What you return should match every entry, character for character.

**** DATASET RECORDS

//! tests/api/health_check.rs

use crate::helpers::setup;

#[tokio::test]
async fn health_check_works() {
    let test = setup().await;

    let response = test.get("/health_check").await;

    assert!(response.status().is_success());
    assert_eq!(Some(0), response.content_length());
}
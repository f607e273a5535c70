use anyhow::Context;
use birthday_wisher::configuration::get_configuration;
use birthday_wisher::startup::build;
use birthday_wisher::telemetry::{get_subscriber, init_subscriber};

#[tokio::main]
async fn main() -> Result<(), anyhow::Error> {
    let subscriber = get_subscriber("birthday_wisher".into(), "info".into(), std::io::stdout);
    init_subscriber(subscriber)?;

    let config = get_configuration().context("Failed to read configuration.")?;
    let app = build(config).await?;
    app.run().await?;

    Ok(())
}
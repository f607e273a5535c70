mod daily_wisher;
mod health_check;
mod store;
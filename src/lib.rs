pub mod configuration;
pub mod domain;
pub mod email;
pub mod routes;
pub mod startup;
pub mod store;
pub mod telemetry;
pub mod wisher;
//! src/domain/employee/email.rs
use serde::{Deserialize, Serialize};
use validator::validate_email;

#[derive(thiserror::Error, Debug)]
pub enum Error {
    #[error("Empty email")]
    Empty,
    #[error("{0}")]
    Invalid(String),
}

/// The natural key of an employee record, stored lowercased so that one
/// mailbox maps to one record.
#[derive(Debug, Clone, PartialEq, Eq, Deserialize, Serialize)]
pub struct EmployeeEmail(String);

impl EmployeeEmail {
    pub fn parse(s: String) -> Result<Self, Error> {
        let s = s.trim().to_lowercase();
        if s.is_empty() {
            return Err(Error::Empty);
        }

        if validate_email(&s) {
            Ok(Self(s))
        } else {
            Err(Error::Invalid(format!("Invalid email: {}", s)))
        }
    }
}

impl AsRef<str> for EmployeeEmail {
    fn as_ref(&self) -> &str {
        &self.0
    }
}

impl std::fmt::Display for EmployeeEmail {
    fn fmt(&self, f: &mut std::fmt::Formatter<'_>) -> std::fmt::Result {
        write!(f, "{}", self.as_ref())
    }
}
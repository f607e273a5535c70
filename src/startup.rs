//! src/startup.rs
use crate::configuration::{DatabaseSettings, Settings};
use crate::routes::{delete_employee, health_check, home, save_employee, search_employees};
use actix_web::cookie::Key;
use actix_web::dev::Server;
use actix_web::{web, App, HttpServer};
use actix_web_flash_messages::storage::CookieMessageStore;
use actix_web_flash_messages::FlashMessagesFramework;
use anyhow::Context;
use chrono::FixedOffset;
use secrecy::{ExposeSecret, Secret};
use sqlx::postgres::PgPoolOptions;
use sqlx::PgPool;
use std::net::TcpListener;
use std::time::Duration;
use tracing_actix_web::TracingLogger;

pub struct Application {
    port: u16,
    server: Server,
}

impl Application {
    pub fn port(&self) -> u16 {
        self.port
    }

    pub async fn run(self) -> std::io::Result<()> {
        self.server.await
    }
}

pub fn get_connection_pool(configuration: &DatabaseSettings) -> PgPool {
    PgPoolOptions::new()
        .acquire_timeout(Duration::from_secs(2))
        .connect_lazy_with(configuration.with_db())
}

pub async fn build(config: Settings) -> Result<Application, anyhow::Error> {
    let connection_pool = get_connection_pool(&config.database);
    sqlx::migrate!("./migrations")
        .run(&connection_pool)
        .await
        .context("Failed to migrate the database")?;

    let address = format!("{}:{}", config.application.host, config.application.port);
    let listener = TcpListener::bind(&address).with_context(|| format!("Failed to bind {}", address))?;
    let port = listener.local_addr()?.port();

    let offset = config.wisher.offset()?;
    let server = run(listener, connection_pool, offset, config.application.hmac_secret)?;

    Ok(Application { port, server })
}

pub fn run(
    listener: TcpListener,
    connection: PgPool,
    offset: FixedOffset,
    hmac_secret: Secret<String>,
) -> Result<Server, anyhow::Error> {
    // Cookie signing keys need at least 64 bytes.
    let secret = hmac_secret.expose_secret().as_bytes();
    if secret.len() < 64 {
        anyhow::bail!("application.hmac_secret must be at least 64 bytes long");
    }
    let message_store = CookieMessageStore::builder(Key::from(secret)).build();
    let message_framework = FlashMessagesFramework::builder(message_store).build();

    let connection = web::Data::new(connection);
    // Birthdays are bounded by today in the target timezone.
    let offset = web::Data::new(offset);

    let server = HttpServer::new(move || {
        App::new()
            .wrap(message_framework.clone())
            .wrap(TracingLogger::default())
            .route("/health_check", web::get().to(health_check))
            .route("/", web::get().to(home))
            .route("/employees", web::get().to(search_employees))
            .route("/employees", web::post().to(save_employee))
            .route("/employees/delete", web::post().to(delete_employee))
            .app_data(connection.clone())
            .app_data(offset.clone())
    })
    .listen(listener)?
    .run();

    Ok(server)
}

********

• SOLVED EXERCISE
//! tests/api/health_check.rs

use crate::helpers::setup;

#[tokio::test]
async fn health_check_works() {
    let test = setup().await;

    let response = test.get("/health_check").await;

    assert!(response.status().is_success());
    assert_eq!(Some(0), response.content_length());
}
repository f607e273a5535c70
use anyhow::Context;
use birthday_wisher::configuration::get_configuration;
use birthday_wisher::startup::build;
use birthday_wisher::telemetry::{get_subscriber, init_subscriber};

#[tokio::main]
async fn main() -> Result<(), anyhow::Error> {
    let subscriber = get_subscriber("birthday_wisher".into(), "info".into(), std::io::stdout);
    init_subscriber(subscriber)?;

    let config = get_configuration().context("Failed to read configuration.")?;
    let app = build(config).await?;
    app.run().await?;

    Ok(())
}
repository f607e273a5535c70
mod daily_wisher;
mod health_check;
mod store;
filename src/lib.rs
pub mod configuration;
pub mod domain;
pub mod email;
pub mod routes;
pub mod startup;
pub mod store;
pub mod telemetry;
pub mod wisher;
//! src/domain/employee/email.rs
use serde::{Deserialize, Serialize};
use validator::validate_email;

#[derive(thiserror::Error, Debug)]
pub enum Error {
    #[error("Empty email")]
    Empty,
    #[error("{0}")]
    Invalid(String),
}

/// The natural key of an employee record, stored lowercased so that one
/// mailbox maps to one record.
#[derive(Debug, Clone, PartialEq, Eq, Deserialize, Serialize)]
pub struct EmployeeEmail(String);

impl EmployeeEmail {
    pub fn parse(s: String) -> Result<Self, Error> {
        let s = s.trim().to_lowercase();
        if s.is_empty() {
            return Err(Error::Empty);
        }

        if validate_email(&s) {
            Ok(Self(s))
        } else {
            Err(Error::Invalid(format!("Invalid email: {}", s)))
        }
    }
}

impl AsRef<str> for EmployeeEmail {
    fn as_ref(&self) -> &str {
        &self.0
    }
}

impl std::fmt::Display for EmployeeEmail {
    fn fmt(&self, f: &mut std::fmt::Formatter<'_>) -> std::fmt::Result {
        write!(f, "{}", self.as_ref())
    }
}
repository f607e273a5535c70
filename src/startup.rs
//! src/startup.rs
use crate::configuration::{DatabaseSettings, Settings};
use crate::routes::{delete_employee, health_check, home, save_employee, search_employees};
use actix_web::cookie::Key;
use actix_web::dev::Server;
use actix_web::{web, App, HttpServer};
use actix_web_flash_messages::storage::CookieMessageStore;
use actix_web_flash_messages::FlashMessagesFramework;
use anyhow::Context;
use chrono::FixedOffset;
use secrecy::{ExposeSecret, Secret};
use sqlx::postgres::PgPoolOptions;
use sqlx::PgPool;
use std::net::TcpListener;
use std::time::Duration;
use tracing_actix_web::TracingLogger;

pub struct Application {
    port: u16,
    server: Server,
}

impl Application {
    pub fn port(&self) -> u16 {
        self.port
    }

    pub async fn run(self) -> std::io::Result<()> {
        self.server.await
    }
}

pub fn get_connection_pool(configuration: &DatabaseSettings) -> PgPool {
    PgPoolOptions::new()
        .acquire_timeout(Duration::from_secs(2))
        .connect_lazy_with(configuration.with_db())
}

pub async fn build(config: Settings) -> Result<Application, anyhow::Error> {
    let connection_pool = get_connection_pool(&config.database);
    sqlx::migrate!("./migrations")
        .run(&connection_pool)
        .await
        .context("Failed to migrate the database")?;

    let address = format!("{}:{}", config.application.host, config.application.port);
    let listener = TcpListener::bind(&address).with_context(|| format!("Failed to bind {}", address))?;
    let port = listener.local_addr()?.port();

    let offset = config.wisher.offset()?;
    let server = run(listener, connection_pool, offset, config.application.hmac_secret)?;

    Ok(Application { port, server })
}

pub fn run(
    listener: TcpListener,
    connection: PgPool,
    offset: FixedOffset,
    hmac_secret: Secret<String>,
) -> Result<Server, anyhow::Error> {
    // Cookie signing keys need at least 64 bytes.
    let secret = hmac_secret.expose_secret().as_bytes();
    if secret.len() < 64 {
        anyhow::bail!("application.hmac_secret must be at least 64 bytes long");
    }
    let message_store = CookieMessageStore::builder(Key::from(secret)).build();
    let message_framework = FlashMessagesFramework::builder(message_store).build();

    let connection = web::Data::new(connection);
    // Birthdays are bounded by today in the target timezone.
    let offset = web::Data::new(offset);

    let server = HttpServer::new(move || {
        App::new()
            .wrap(message_framework.clone())
            .wrap(TracingLogger::default())
            .route("/health_check", web::get().to(health_check))
            .route("/", web::get().to(home))
            .route("/employees", web::get().to(search_employees))
            .route("/employees", web::post().to(save_employee))
            .route("/employees/delete", web::post().to(delete_employee))
            .app_data(connection.clone())
            .app_data(offset.clone())
    })
    .listen(listener)?
    .run();

    Ok(server)
}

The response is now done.